Hygrophorus hypothejus, commonly known as the olive-brown waxy cap, or herald of the winter, is an edible species of fungus in the genus Hygrophorus native to Europe. It appears in late autumn in coniferous forests, often with the first frosts.

==Taxonomy==
Elias Magnus Fries described this species in 1821 as Agaricus hypothejus, before placing it in the genus Hygrophorus in 1838. Its species name is derived from the Ancient Greek words hypo and theios "sulphur yellow underneath". It has the common name of herald of the winter as it appears in autumn with the onset of the first overnight frosts.
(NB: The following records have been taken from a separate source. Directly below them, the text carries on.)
// Composition tests — verifying that pure functions chain together
// correctly across module boundaries.
//
// These tests exercise the data flow:
//   BSE (score + flags) -> MAF (velocity + flag color + assessment) -> AGK (access decision)
// without any network calls, database access, or filesystem side effects.

use chrono::{Duration, Utc};
use sentrygate::agk;
use sentrygate::bse::{self, UserContext};
use sentrygate::maf;
use sentrygate::model::{
    Event, EventType, FinalRiskAssessment, FingerprintRecord, FlagColor, RiskLevel, User,
    VelocityScore,
};

fn fingerprint_at(user_id: &str, seconds_ago: i64, ip: &str) -> FingerprintRecord {
    FingerprintRecord {
        user_id: user_id.to_string(),
        event_type: EventType::Login,
        ip: ip.to_string(),
        user_agent: "chrome".to_string(),
        device_hash: "devhash1".to_string(),
        timestamp: Utc::now() - Duration::seconds(seconds_ago),
        confidence: 0.8,
        geo: None,
        browser_details: None,
    }
}

// ============================================================
// Chain: BSE -> MAF flag color -> final risk assessment
// ============================================================

#[test]
fn clean_returning_user_chains_to_very_low_assessment() {
    let event = Event {
        user_id: "u1".to_string(),
        event_type: EventType::Login,
        timestamp: Utc::now(),
        metadata: serde_json::json!({}),
        source_ip: Some("1.2.3.4".to_string()),
        user_agent: Some("chrome".to_string()),
        device_fingerprint_id: None,
    };
    let ctx = UserContext {
        account_age_days: 400,
        current_score: 100.0,
        is_verified: true,
        recent_activity: vec![],
    };

    let outcome = bse::compute(&event, &ctx);
    assert_eq!(outcome.risk_level, RiskLevel::HighlyTrusted);

    let velocity = maf::classify_velocity(&ctx.recent_activity, Utc::now());
    let flag_color = maf::determine_flag_color(Some(outcome.score), false, false, velocity);
    assert_eq!(flag_color, FlagColor::Green);

    let assessment = maf::final_risk_assessment(outcome.risk_level, flag_color);
    assert_eq!(assessment, FinalRiskAssessment::VeryLow);
}

#[test]
fn brand_new_account_with_login_burst_chains_to_non_trivial_assessment() {
    // A dozen logins from the same user in the last five minutes: BSE's
    // new-account penalty plus MAF's high-velocity signal should combine
    // into something worse than a clean returning user gets.
    let burst: Vec<FingerprintRecord> = (0..12).map(|i| fingerprint_at("u2", i * 5, "9.9.9.9")).collect();

    let event = Event {
        user_id: "u2".to_string(),
        event_type: EventType::Login,
        timestamp: Utc::now(),
        metadata: serde_json::json!({}),
        source_ip: Some("9.9.9.9".to_string()),
        user_agent: Some("chrome".to_string()),
        device_fingerprint_id: None,
    };
    let ctx = UserContext {
        account_age_days: 0,
        current_score: 100.0,
        is_verified: false,
        recent_activity: burst.clone(),
    };

    let outcome = bse::compute(&event, &ctx);
    assert!(outcome.score < 100.0, "new account + velocity flags should move the score down");

    let velocity = maf::classify_velocity(&burst, Utc::now());
    assert_eq!(velocity, VelocityScore::High);
    let flag_color = maf::determine_flag_color(Some(outcome.score), false, true, velocity);
    let assessment = maf::final_risk_assessment(outcome.risk_level, flag_color);

    assert_ne!(assessment, FinalRiskAssessment::VeryLow);
}

// ============================================================
// Chain: BSE score -> AGK access decision
// ============================================================

#[test]
fn suspicious_score_flows_through_to_agk_denial() {
    let event = Event {
        user_id: "u3".to_string(),
        event_type: EventType::Login,
        timestamp: Utc::now(),
        metadata: serde_json::json!({"honeypot_triggered": true}),
        source_ip: Some("1.2.3.4".to_string()),
        user_agent: Some("chrome".to_string()),
        device_fingerprint_id: None,
    };
    let ctx = UserContext {
        account_age_days: 200,
        current_score: 55.0,
        is_verified: false,
        recent_activity: vec![],
    };

    let outcome = bse::compute(&event, &ctx);

    let user = User {
        id: "u3".to_string(),
        behavior_score: outcome.score,
        created_at: Utc::now() - Duration::days(200),
        is_verified: false,
        weekly_score: 0.0,
        last_updated: Utc::now(),
        metadata: serde_json::json!({}),
    };

    let decision = agk::evaluate(Some(&user), 60.0);
    assert!(!decision.granted);
}

#[test]
fn high_trust_score_flows_through_to_agk_basic_access() {
    let event = Event {
        user_id: "u4".to_string(),
        event_type: EventType::Login,
        timestamp: Utc::now(),
        metadata: serde_json::json!({}),
        source_ip: Some("1.2.3.4".to_string()),
        user_agent: Some("chrome".to_string()),
        device_fingerprint_id: None,
    };
    let ctx = UserContext {
        account_age_days: 400,
        current_score: 100.0,
        is_verified: true,
        recent_activity: vec![],
    };

    let outcome = bse::compute(&event, &ctx);

    let user = User {
        id: "u4".to_string(),
        behavior_score: outcome.score,
        created_at: Utc::now() - Duration::days(400),
        is_verified: true,
        weekly_score: 0.0,
        last_updated: Utc::now(),
        metadata: serde_json::json!({}),
    };

    let decision = agk::evaluate(Some(&user), 60.0);
    assert!(decision.granted);
    assert_eq!(decision.access_level.as_deref(), Some(agk::BASIC_ACCESS));
}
Alternate names are late fall waxy cap in the United States, and yellow-gilled waxcap.

==Description==
The cap measures 3-6 cm across, is yellowish to olive brown with a dark center and slimy surface, and has a rolled margin when young, flattening and becoming more funnel-shaped as it ages. The yellow gills are decurrent, and the flesh is pale yellow, turning orange-red when bruised. The slender stipe is 4-7 cm tall and 0.7-1.4 cm wide. The colour can become more intense with the onset of frosts. The spore print is white and the oval spores measure 7–9 x 4–5 micrometres.

===Similar species===
A number of species in the genus are similar, including H. speciosus.
It could also be confused with Gomphidius glutinosus (the slimy spike cap), the gills of which separate easily from the cap.

==Distribution and habitat==
The mushroom grows in coniferous forests, appearing in October and November, occasionally December. Though mushrooms may be abundant, they are often hard to spot among the pine needles. They often appear in big groups of individuals and clusters.

==Edibility==
It is edible but of variable quality, as some specimens may be slimy.